Soixante ans après le massacre du 17 octobre 1961, où en est-on de la reconnaissance par l’État français de ses responsabilités ? Mediapart faisait le point, le 8 octobre dernier, avec la journaliste Samia Messaoudi, fille d’un manifestant, et l’historien Fabrice Riceputi.
Il y a soixante ans, le 17 octobre 1961, en plein Paris et en pleine guerre d’Algérie, la police française massacrait des travailleurs algériens qui manifestaient, dignes et endimanchés, avec leurs familles pour « une Algérie algérienne » et contre le couvre-feu discriminatoire qui leur était imposé par le préfet de l’époque, Maurice Papon.
Officiellement, il n’y a eu que trois morts, alors que c’est la plus sanglante répression policière d’une manifestation pacifique dans l’histoire moderne de notre république. Des dizaines de manifestants furent tués à coups de crosse, jetés vivants dans la Seine, pendus ou étranglés. Des centaines furent blessés, des milliers, arrêtés, torturés aux cris de « sales bicots », emprisonnés dans des conditions inhumaines ou refoulés en Algérie.
Cette explosion de violence policière et raciste ne fut pas soudaine mais la continuité et l’acmé d’un système répressif fait de contrôles au faciès, de rafles, ratonnades qui ciblaient exclusivement la population algérienne reléguée dans les bidonvilles de la banlieue parisienne, et une grande misère, celle qui était désignée par la terminologie coloniale de l’époque : « Français musulmans d’Algérie ». (...)
En 2012, pour la première fois, un président français – François Hollande – a rendu hommage à la mémoire des victimes du 17 octobre 1961 et reconnu officiellement « une répression sanglante ». En 2018, Emmanuel Macron lui a emboîté le pas, admettant « une répression violente ». Mais l’un comme l’autre n’ont pas été plus loin que les mots, aucun acte fort n’a jamais été posé.
Soixante ans après les faits, où en est-on de la reconnaissance par l’État français de ses responsabilités dans ce massacre ? Emmanuel Macron s’est engagé à célébrer les trois grandes commémorations qui jalonnent la fin de son quinquennat : l’hommage national aux harkis, le 17 octobre 1961 et les accords d’Évian le 18 mars prochain. (...)

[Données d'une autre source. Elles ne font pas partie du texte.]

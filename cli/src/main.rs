//! Curex CLI
//!
//! Terminal front end for the curex conversion pipeline.

use std::sync::Arc;

use clap::{Parser, Subcommand};
use curex_client::{
    ConverterSession, FallbackSource, FlagSide, Presentation, RateSource, Selection, SourceConfig,
};
use curex_common::{flag_url, Conversion, CurrencyCode, HistoricalSeries};
use tracing::info;
use tracing_subscriber::{layer::SubscriberExt, util::SubscriberInitExt};

/// Curex CLI
#[derive(Parser, Debug)]
#[command(name = "curex")]
#[command(about = "Currency conversion against the open currency-rate API")]
struct Args {
    #[command(subcommand)]
    command: Command,
}

#[derive(Subcommand, Debug)]
enum Command {
    /// List available currencies
    Currencies,

    /// Convert an amount between two currencies
    Convert {
        /// Amount to convert
        amount: String,

        /// Source currency code
        from: String,

        /// Target currency code
        to: String,

        /// Also convert in the opposite direction
        #[arg(long)]
        swap: bool,
    },

    /// Show the trailing 7-day rate history for a pair
    History {
        /// Source currency code
        from: String,

        /// Target currency code
        to: String,
    },
}

/// Presentation port that renders to the terminal.
struct TerminalPort;

impl Presentation for TerminalPort {
    fn set_result(&self, conversion: &Conversion) {
        println!("{conversion}");
        println!("{}", conversion.reverse_text());
        println!("Last updated: {}", conversion.as_of);
    }

    fn set_error(&self, message: &str) {
        eprintln!("error: {message}");
    }

    fn set_loading(&self, _loading: bool) {}

    fn set_flag(&self, side: FlagSide, code: &CurrencyCode) {
        let slot = match side {
            FlagSide::From => "from",
            FlagSide::To => "to",
        };
        info!(slot, code = %code, url = flag_url(code), "Flag updated");
    }

    fn set_series(&self, series: &HistoricalSeries) {
        if series.is_empty() {
            println!("No historical data for {}/{}", series.from, series.to);
            return;
        }
        for point in series.points() {
            println!("{}  {}", point.date, point.rate);
        }
    }
}

#[tokio::main]
async fn main() -> anyhow::Result<()> {
    // Initialize logging
    tracing_subscriber::registry()
        .with(tracing_subscriber::EnvFilter::new(
            std::env::var("RUST_LOG").unwrap_or_else(|_| "warn".into()),
        ))
        .with(tracing_subscriber::fmt::layer())
        .init();

    let args = Args::parse();

    let config = SourceConfig::from_env();
    config.validate().map_err(anyhow::Error::msg)?;

    let source: Arc<dyn RateSource> = Arc::new(FallbackSource::from_config(&config));
    let session = ConverterSession::new(source.clone(), TerminalPort);

    match args.command {
        Command::Currencies => {
            let catalog = source.catalog().await?;
            for (code, name) in catalog.iter() {
                println!("{code}  {name}");
            }
        }
        Command::Convert {
            amount,
            from,
            to,
            swap,
        } => {
            session.replace_selection(Selection {
                amount,
                from: from.as_str().into(),
                to: to.as_str().into(),
            });

            if let Err(e) = session.submit().await {
                anyhow::bail!("invalid input: {e}");
            }

            if swap {
                println!();
                session
                    .swap()
                    .await
                    .map_err(|e| anyhow::anyhow!("invalid input: {e}"))?;
            }
        }
        Command::History { from, to } => {
            session.replace_selection(Selection {
                amount: "1".to_string(),
                from: from.as_str().into(),
                to: to.as_str().into(),
            });
            session.show_history().await;
        }
    }

    Ok(())
}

Mais à l’heure où il laboure les terres de l’extrême droite, jusqu’à sacrifier la relation franco-algérienne sur l’autel de sa réélection en avril 2022 (lire ici notre article), que fera ou ne fera pas le président ce 17 octobre ? S’arrêtera-t-il au Musée national de l’histoire de l’immigration de la Porte-Dorée à Paris, dirigé depuis peu par l’historien Pap Ndiaye, qui prépare un événement sur le sujet ? Ira-t-il encore plus loin que son prédécesseur dans sa dénonciation du massacre ?
Au lendemain de ses propos incendiaires sur le pouvoir et l’existence de la nation algérienne qui ont ouvert une crise durable avec Alger, l’historien Benjamin Stora, auteur d’un rapport sur la colonisation et la guerre d’Algérie à la demande de l’Élysée, confiait à Mediapart : « Moi, ce que je veux, c’est savoir ce qu’on fait concrètement de mes propositions. Que fait-on le 17 octobre ? Je n’ai toujours pas eu de réponse. On commémore, on reconnaît le crime d’État ? J’espère qu’il y aura une réponse. C’est un des combats de ma vie. » (...)
Frappé de constater le contraste entre la déclaration de Macron en 2018 sur l'assassinat de Maurice Audin par l'armée et celle d'hier sur l'assassinat de dizaines d'Algériens par la police. Le 1er historiquement impeccable, le 2nd un monument d'évitement des vérités gênantes.
— Fabrice Riceputi (@campvolant) October 17, 2021
Et, bien sûr, le refus de reconnaître tout autre responsabilité que celle de Maurice Papon, alors que celui-ci appliquait évidemment une politique de terreur coloniale d'Etat, comme l'ont démontré les historiens Einaudi, E. Blanchard et House et MacMaster.